Philo presumably intended to comfort her, but his words didn’t help much. If she hadn’t mated with them, Rafe wouldn’t be fighting against unendurable pain and near-certain death. Chantal subconsciously fingered the collar round her neck, feeling like an outsider as two panthers—one full of life and vigor, the other barely breathing—shared some secret bonding process she knew nothing about, and never would.

“The potion seals the severed organs back together,” Mikael explained. “Which is why it hurts so much. I haven’t found a way to make it work at anything below boiling point yet.” He sounded almost apologetic. “No one’s ever had to go through the agonies twice in quick succession before either, so this is uncharted territory.”

“He can do it.” Chantal jutted her chin. “I refuse to let him die.”

“Ready,” Philo said, returning from the Bunsen burner with a new batch, so strong smelling that it made Chantal feel faint.

“Okay, last chance. Be prepared for that,” he said grimly. “We can’t do it three times.”

He applied the potion, and Rafe’s panther body literally elevated from the table. His cries of pain made Chantal’s teeth rattle. She noticed that Vilas, still with his paw on Rafe’s head, was doubled over with pain, too.

“He absorbed some of the pain himself,” Mikael said, “to try and spare Rafe.”

Chantal didn’t even try to stem her tide of tears. Instead she stood anxiously by while Mikael examined Rafe’s body. He looked up at her and flashed an exhausted smile.

“It’s worked,” he said. “I think we’ve saved him.”

 

* * * *

 

A collective sigh of relief echoed through the room. Someone sent out a pheromone and applause could be heard from outside where all the colony had collected, waiting for news of their leader.

Vilas shifted back, pain etched in his bones. What he’d felt was only a fraction of what Rafe must have endured. How the hell he’d managed to come through it was a mystery. All he knew was that he had. He’d gotten this far, and Vilas would do whatever it took to make sure he recovered completely.

He glanced down at Rafe, who appeared to be breathing more easily. He opened his eyes slowly and groaned.

“Can you shift back, buddy?”

“Not sure I have the strength.”

“You know you have to. Come on, we didn’t go through all this for you to wimp out on me now.”
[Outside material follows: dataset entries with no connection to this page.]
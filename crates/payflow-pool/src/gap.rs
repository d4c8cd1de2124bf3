//! Gap-limit monitor.
//!
//! Standard HD wallets stop scanning after a run of consecutive unused
//! derived addresses ("gap limit", typically 20). This monitor tracks how
//! close each site's derivation cursor is to outrunning that, and exposes a
//! fallback signal that makes allocation prefer already-derived addresses
//! over advancing the cursor further.
//!
//! The failure counter has no direct setter: it moves only through
//! `note_generated` / `note_paid`, driven by allocation and payment events.

use parking_lot::RwLock;
use std::collections::{HashMap, VecDeque};

use crate::prelude::*;
use crate::stats::{GapMonitorSnapshot, RecentError};

/// Per-site monitor configuration.
#[derive(Clone, Debug)]
pub struct GapConfig {
	/// Ceiling of consecutive unpaid derivations the wallet can recover.
	pub max_gap_limit: u32,
	/// Fraction of `max_gap_limit` at which the site is flagged warning.
	pub warning_threshold: f64,
	/// Fraction of `max_gap_limit` at which the site is flagged critical.
	pub critical_threshold: f64,
	/// Consecutive unpaid generations before `should_use_fallback` trips.
	pub fallback_after_failures: u32,
	/// Bounded error-history ring size.
	pub recent_errors_cap: usize,
}

impl Default for GapConfig {
	fn default() -> Self {
		Self {
			max_gap_limit: 20,
			warning_threshold: 0.5,
			critical_threshold: 0.8,
			fallback_after_failures: 15,
			recent_errors_cap: 32,
		}
	}
}

impl GapConfig {
	pub fn validate(&self) -> PfResult<()> {
		if self.max_gap_limit == 0 {
			return Err(Error::ValidationError("max_gap_limit must be > 0".into()));
		}
		validate_thresholds(self.warning_threshold, self.critical_threshold)?;
		if self.fallback_after_failures == 0 {
			return Err(Error::ValidationError("fallback_after_failures must be > 0".into()));
		}
		Ok(())
	}
}

fn validate_thresholds(warning: f64, critical: f64) -> PfResult<()> {
	if !(0.0..=1.0).contains(&warning) || !(0.0..=1.0).contains(&critical) {
		return Err(Error::ValidationError("thresholds must be within [0, 1]".into()));
	}
	if warning >= critical {
		return Err(Error::ValidationError(format!(
			"warning threshold {} must be below critical threshold {}",
			warning, critical
		)));
	}
	Ok(())
}

#[derive(Clone, Copy, Debug, PartialEq, Eq, serde::Serialize)]
#[serde(rename_all = "lowercase")]
pub enum GapSeverity {
	Ok,
	Warning,
	Critical,
}

#[derive(Debug)]
struct SiteGapState {
	config: GapConfig,
	consecutive_failures: u32,
	paid_count: u64,
	recent_errors: VecDeque<RecentError>,
}

impl SiteGapState {
	fn new(config: GapConfig) -> Self {
		Self { config, consecutive_failures: 0, paid_count: 0, recent_errors: VecDeque::new() }
	}
}

#[derive(Debug, Default)]
pub struct GapLimitMonitor {
	sites: RwLock<HashMap<SiteId, SiteGapState>>,
}

impl GapLimitMonitor {
	pub fn new() -> Self {
		Self::default()
	}

	pub fn register_site(&self, site: SiteId, config: GapConfig) -> PfResult<()> {
		config.validate()?;
		self.sites.write().entry(site).or_insert_with(|| SiteGapState::new(config));
		Ok(())
	}

	/// A fresh derivation advanced the cursor without a payment yet.
	pub fn note_generated(&self, site: SiteId) {
		let mut sites = self.sites.write();
		if let Some(state) = sites.get_mut(&site) {
			state.consecutive_failures += 1;
			if state.consecutive_failures >= state.config.fallback_after_failures {
				warn!(
					%site,
					failures = state.consecutive_failures,
					"gap monitor: fallback mode active"
				);
			}
		}
	}

	/// A payment landed; the unpaid run is broken.
	pub fn note_paid(&self, site: SiteId) {
		let mut sites = self.sites.write();
		if let Some(state) = sites.get_mut(&site) {
			state.consecutive_failures = 0;
			state.paid_count += 1;
		}
	}

	/// Appends to the bounded error ring (oracle failures, persistence
	/// failures, refused generations).
	pub fn record_error(&self, site: SiteId, message: &str) {
		let mut sites = self.sites.write();
		if let Some(state) = sites.get_mut(&site) {
			if state.recent_errors.len() >= state.config.recent_errors_cap {
				state.recent_errors.pop_front();
			}
			state
				.recent_errors
				.push_back(RecentError { at: Timestamp::now(), message: message.into() });
		}
	}

	/// `unpaid / max_gap_limit`, the fraction of the recoverable window in use.
	pub fn gap_ratio(&self, site: SiteId, unpaid: u32) -> f64 {
		let sites = self.sites.read();
		match sites.get(&site) {
			Some(state) => f64::from(unpaid) / f64::from(state.config.max_gap_limit),
			None => 0.0,
		}
	}

	/// True once the unpaid-generation run crosses the configured
	/// threshold; allocation then prefers pooled addresses and refuses to
	/// advance the derivation cursor.
	pub fn should_use_fallback(&self, site: SiteId) -> bool {
		let sites = self.sites.read();
		sites
			.get(&site)
			.is_some_and(|s| s.consecutive_failures >= s.config.fallback_after_failures)
	}

	pub fn severity(&self, site: SiteId, unpaid: u32) -> GapSeverity {
		let sites = self.sites.read();
		let Some(state) = sites.get(&site) else { return GapSeverity::Ok };
		let ratio = f64::from(unpaid) / f64::from(state.config.max_gap_limit);
		if ratio >= state.config.critical_threshold {
			GapSeverity::Critical
		} else if ratio >= state.config.warning_threshold {
			GapSeverity::Warning
		} else {
			GapSeverity::Ok
		}
	}

	// Administrative surface. These exist so thresholds can be tuned
	// without restarting the service.
	//****************************************************************

	pub fn reset_unpaid_count(&self, site: SiteId) -> PfResult<()> {
		let mut sites = self.sites.write();
		let state = sites.get_mut(&site).ok_or(Error::NotFound)?;
		state.consecutive_failures = 0;
		info!(%site, "gap monitor: unpaid count reset");
		Ok(())
	}

	pub fn update_max_gap_limit(&self, site: SiteId, max_gap_limit: u32) -> PfResult<()> {
		if max_gap_limit == 0 {
			return Err(Error::ValidationError("max_gap_limit must be > 0".into()));
		}
		let mut sites = self.sites.write();
		let state = sites.get_mut(&site).ok_or(Error::NotFound)?;
		state.config.max_gap_limit = max_gap_limit;
		info!(%site, max_gap_limit, "gap monitor: max gap limit updated");
		Ok(())
	}

	/// Rejects `warning >= critical`; the prior configuration is left
	/// untouched on error.
	pub fn update_thresholds(&self, site: SiteId, warning: f64, critical: f64) -> PfResult<()> {
		validate_thresholds(warning, critical)?;
		let mut sites = self.sites.write();
		let state = sites.get_mut(&site).ok_or(Error::NotFound)?;
		state.config.warning_threshold = warning;
		state.config.critical_threshold = critical;
		info!(%site, warning, critical, "gap monitor: thresholds updated");
		Ok(())
	}

	pub fn clear_recent_errors(&self, site: SiteId) -> PfResult<()> {
		let mut sites = self.sites.write();
		let state = sites.get_mut(&site).ok_or(Error::NotFound)?;
		state.recent_errors.clear();
		Ok(())
	}

	pub fn snapshot(&self, site: SiteId, unpaid: u32) -> PfResult<GapMonitorSnapshot> {
		let severity = self.severity(site, unpaid);
		let sites = self.sites.read();
		let state = sites.get(&site).ok_or(Error::NotFound)?;
		Ok(GapMonitorSnapshot {
			site,
			consecutive_failures: state.consecutive_failures,
			paid_count: state.paid_count,
			max_gap_limit: state.config.max_gap_limit,
			warning_threshold: state.config.warning_threshold,
			critical_threshold: state.config.critical_threshold,
			gap_ratio: f64::from(unpaid) / f64::from(state.config.max_gap_limit),
			should_use_fallback: state.consecutive_failures
				>= state.config.fallback_after_failures,
			severity,
			recent_errors: state.recent_errors.iter().cloned().collect(),
		})
	}
}


// vim: ts=4
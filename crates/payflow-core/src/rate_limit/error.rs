//! Rate limiting error types.

use payflow_types::error::Error;

/// Typed denial reasons, one per tier.
#[derive(Clone, Copy, Debug, PartialEq, Eq)]
pub enum RateLimitError {
	Global,
	Ip,
	Email,
}

impl RateLimitError {
	pub fn tier(self) -> &'static str {
		match self {
			RateLimitError::Global => "global",
			RateLimitError::Ip => "IP",
			RateLimitError::Email => "email",
		}
	}
}

impl std::fmt::Display for RateLimitError {
	fn fmt(&self, f: &mut std::fmt::Formatter<'_>) -> std::fmt::Result {
		write!(f, "{} rate limit exceeded", self.tier())
	}
}

impl std::error::Error for RateLimitError {}

impl From<RateLimitError> for Error {
	fn from(err: RateLimitError) -> Self {
		Error::RateLimited { tier: err.tier() }
	}
}

// vim: ts=4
“What’s happening?” Chantal asked.

Vilas left it to Mikael to answer her. Right now, he had trouble even looking at her. She ran out on them. That was all he knew, and it was too late for her to pretend that she gave a shit about them. If there was one thing that Vilas couldn’t tolerate, it was people who made promises they didn’t intend to keep. There were no excuses for Chantal’s behavior. They’d offered her everything they had and it obviously wasn’t enough for her. He loved her still but hated her as well. Hated her for what she’d put Rafe through. Hated her for coming into their lives at all. They’d been a damned sight better off without her, even with their depleted powers. At least their hearts hadn’t been affected.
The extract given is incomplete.